Another phenomenon observed in the early development of WT retinas is the reduced number of the ON-OFF class. This decline is probably owing to pruning, considering that RGCs initially stratify in both the ON and OFF sublaminas of the inner plexiform layer (IPL) and that they lose the diffuse stratification and some become monostratified during postnatal maturation.³⁰ In our study, we noticed that the loss of ON-OFF RGCs in rd1 retinas was much faster than in WT counterparts, which is potentially due to the faster loss of ON responses, so that even a bistratified RGC could only respond to an OFF stimulus. Our finding that LBP treatment improved ON-OFF responses at P14 and P20 can therefore be explained by its preservation of ON responses.

At later stages of degeneration, ON responses continued to deteriorate. While LBP continued to protect the ON pathway, such a protective effect seemed to target the ON-OFF class (Figs. 9B, 9D). During these stages, when separating ON response from OFF response in the ON-OFF population, improvement of the OFF response was greater than that of the ON response. In both rd10 and rd1 retinas, iGluR expression in the dendrites of OFF bipolar cells increases.^12,56 Accordingly, provided that the expression of iGluRs has increased even more in LBP-treated rd1 retinas, we would expect a greater enhancement for OFF responses. Another interesting finding is that although OFF responses were improved in both OFF and ON-OFF RGCs, those in ON-OFF cells seemed greater. Given that alterations to the ON-OFF class require changes of transmission in the IPL, it is possible that LBP slowed down the physiological conversion from multistratified to monostratified cells due to interruptions within developmental processes, subsequently increasing the ON-OFF population to a greater extent than other classes. Indeed, the change in stratification of RGCs in the rd1 retina has been documented.⁵⁷ Another possibility is that there may be a specific modulation of iGluRs on ON-OFF cells. In cultured cortical neurons, LBP increased the expression of N-methyl-D-aspartate (NMDA) receptor subunit NR2A while inhibited that of NR2B,⁴⁴ leading to a neuroprotective effect in the ischemic injury. In the retina, NMDA receptors are known to be expressed on RGCs with different distributions in varied classes.^58–60 Furthermore, during development, both NR2A and NR2B receptors are expressed on several RGC classes and regulate their development and maturity.⁶⁰ In the adult retina, NR2B is downregulated, while NR2A remains dominant. Therefore, the dysregulation of NR2B in the rd1 retina may be attributed to its reduced activity; LBP restores this regulation, and thereby alters the intensities of ON and OFF responses differentially.
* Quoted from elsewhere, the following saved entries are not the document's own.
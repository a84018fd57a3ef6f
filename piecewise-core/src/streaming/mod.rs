//! Random-access reads over partially downloaded content
//!
//! A [`SeekableByteSource`] lets a player read a file while it is still being
//! downloaded. Reads never cross a piece boundary and suspend only when the
//! piece under the read position has not finished yet.

pub mod content;
pub mod seekable;

pub use content::{ContentSource, FileContent, MemoryContent};
pub use seekable::{SeekableByteSource, WaitHook};

use crate::pieces::PieceError;

/// Errors from seekable reads and the content sources behind them.
#[derive(Debug, thiserror::Error)]
pub enum StreamingError {
    /// Seek or read position outside `[0, size)`. End of stream is reported
    /// as a zero-length read instead.
    #[error("Offset {offset} out of range for source of {size} bytes")]
    OffsetOutOfRange { offset: u64, size: u64 },

    #[error("Buffer slice {at}+{length} exceeds buffer of {buffer_len} bytes")]
    InvalidBuffer {
        at: usize,
        length: usize,
        buffer_len: usize,
    },

    #[error("Piece error: {0}")]
    Piece(#[from] PieceError),

    #[error("I/O error: {0}")]
    Io(#[from] std::io::Error),

    /// The content source returned fewer bytes than a finished piece holds.
    #[error("Short read at {offset}: expected {expected} bytes, got {actual}")]
    ShortRead {
        offset: u64,
        expected: usize,
        actual: usize,
    },
}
In conclusion, in a photoreceptor fast-degenerating mouse model (rd1), LBP greatly improves visual processing at multiple stages of information transmission. This involves a series of protections on: (1) the morphology of photoreceptors (including rods, cones, and their terminals) and rod bipolar cells at the first and the second stages of visual processing, respectively; (2) the function of the above-mentioned cell types, as evidenced by their ERG responses; (3) the function of RGCs at the third stage of visual processing, as assessed by MEA recording; and (4) perhaps the function of higher brain centers as suggested by enhanced visual behavior. Therefore, the multifaceted protections offered by LBP may extend the time window for RP treatment with more invasive approaches, such as retinoprosthesis.